UIDAI working with World Bank, UN to build Aadhaar-like global identity models

As queries from a large number of countries thronged to the Unique Identification Authority of India (UIDAI) to build Aadhaar-like identity solution, the Indian government body is working with the World Bank and United Nations (UN) to build a similar identification system, said Saurabh Garg, chief executive of UIDAI.   

“The Universal Global Identity System is something we are very actively working upon, and we have got a number of queries from a large number of countries, both in our neighborhood (Asia) and across the world. We had a number of discussions with them – some countries have already adopted the kind of architecture that we have used and others are keen to do that,” Garg said at the Payments Council of India (PCI)’s Digital Money Conference. 

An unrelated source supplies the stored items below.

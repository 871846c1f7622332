// Rust guideline compliant 2026-10-17

//! Error types for the Albert core library.

use std::path::PathBuf;
use thiserror::Error;

/// Result type alias for Albert operations.
pub type Result<T> = std::result::Result<T, Error>;

/// Coarse classification of errors, stable across message changes.
#[derive(Debug, Clone, Copy, PartialEq, Eq)]
pub enum ErrorKind {
    /// The catalog could not be reached or answered with a non-2xx status.
    Transport,
    /// The catalog answered with a body that is not the expected JSON.
    Parse,
    /// The local collections configuration is missing or malformed.
    ConfigLoad,
    /// Runtime settings are missing or invalid.
    Settings,
    /// Writing the output artifact failed.
    Io,
}

/// Error types for Albert operations.
#[derive(Debug, Error)]
pub enum Error {
    /// The configuration file could not be read.
    #[error("Cannot read configuration {path}: {source}")]
    ConfigRead {
        /// Path of the configuration file.
        path: PathBuf,
        /// Underlying IO failure.
        #[source]
        source: std::io::Error,
    },

    /// The configuration file is not valid JSON.
    #[error("Invalid JSON in configuration {path}: {source}")]
    ConfigParse {
        /// Path of the configuration file.
        path: PathBuf,
        /// Underlying JSON failure.
        #[source]
        source: serde_json::Error,
    },

    /// The configuration parsed but has the wrong shape.
    #[error("Invalid configuration: {0}")]
    InvalidConfig(String),

    /// A required setting is absent from the environment.
    #[error("Missing setting: {0} is not set")]
    MissingSetting(&'static str),

    /// A setting is present but unusable.
    #[error("Invalid setting {key}: {message}")]
    InvalidSetting {
        /// Environment variable name.
        key: &'static str,
        /// What is wrong with the value.
        message: String,
    },

    /// The env file exists but could not be loaded.
    #[error("Cannot load env file {path}: {message}")]
    EnvFile {
        /// Path of the env file.
        path: PathBuf,
        /// Loader message.
        message: String,
    },

    /// Network-level failure talking to the catalog.
    #[error("Transport error: {0}")]
    Transport(#[from] reqwest::Error),

    /// The catalog answered with a non-success status.
    #[error("Catalog returned HTTP {status} for {url}")]
    HttpStatus {
        /// Response status code.
        status: u16,
        /// Requested URL.
        url: String,
    },

    /// The catalog body is not valid JSON of the expected shape.
    #[error("Invalid catalog response: {0}")]
    CatalogParse(#[source] serde_json::Error),

    /// IO error occurred while writing the artifact.
    #[error("IO error: {0}")]
    Io(#[from] std::io::Error),

    /// JSON serialization error.
    #[error("JSON error: {0}")]
    Json(#[from] serde_json::Error),
}

impl Error {
    /// Returns the classification for this error.
    #[must_use]
    pub fn kind(&self) -> ErrorKind {
        match self {
            Error::ConfigRead { .. } | Error::ConfigParse { .. } | Error::InvalidConfig(_) => {
                ErrorKind::ConfigLoad
            }
            Error::MissingSetting(_) | Error::InvalidSetting { .. } | Error::EnvFile { .. } => {
                ErrorKind::Settings
            }
            Error::Transport(_) | Error::HttpStatus { .. } => ErrorKind::Transport,
            Error::CatalogParse(_) => ErrorKind::Parse,
            Error::Io(_) | Error::Json(_) => ErrorKind::Io,
        }
    }

    /// Returns true for failures that happened while talking to the catalog.
    #[must_use]
    pub fn is_remote(&self) -> bool {
        matches!(self.kind(), ErrorKind::Transport | ErrorKind::Parse)
    }
}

Questions regarding Aadhaar’s security infrastructure have been raised time and again. In 2019, the World Economic Forum (WEF)’s 14th Global Risks Report had claimed that the largest data breach in the world was linked to India’s Aadhaar. The latter reportedly saw all user data, then amounting to 1.1 billion users in the country, having been breached across multiple security incidents. The report said that back then, the breached Aadhaar data was being sold by cyber criminals for a rate of about Rs 500 for 10 minutes of access to breached databases. 

More such data breaches leaking Aadhaar data have been reported regularly. In June this year, a data breach of Tamil Nadu’s Civil Supplies and Consumer Protection Department had allegedly leaked Aadhaar data belonging to over 5 million users, and was being sold on a hacker forum. 

It is this that a recent session organised by UIDAI on 24 November, called ‘Aadhaar 2.0’, highlighted. Jaideep Srivastava, data science director at the University of Minnesota’s undergraduate department of computer science, said at the session, “Aadhaar as a property itself is a highly secure environment. What we now need to look at are ways to establish a stronger security framework for all parties that use Aadhaar data for biometric authentication.” 

Anand Prakash, founder and chief executive of cloud security provider PingSafe, further highlighted the role that bug bounty programmes can play in filling security gaps in the Aadhaar ecosystem. “Global companies today leverage cyber security researchers and pay them lucrative amounts to find security loopholes in their systems. With Aadhaar, India can look at a similar model to minimise data and financial losses that may occur – with official bug bounty programmes,” he said. 

On this note, UIDAI’s Garg highlighted that Aadhaar’s own security standards have been key to UIDAI attracting global interest for such a model. “The way we only allow the use of Aadhaar by way of consent. We have our data centres and we keep them isolated. They are only accessed through secured and identified and friendly mechanisms,” Garg said. 

“We don’t allow any unknown method of accessing our systems. We have multiple firewalls which we continue to update, we have 24x7 security operation centres, we continuously get feeds from agencies and intelligence on what is happening,” he further added.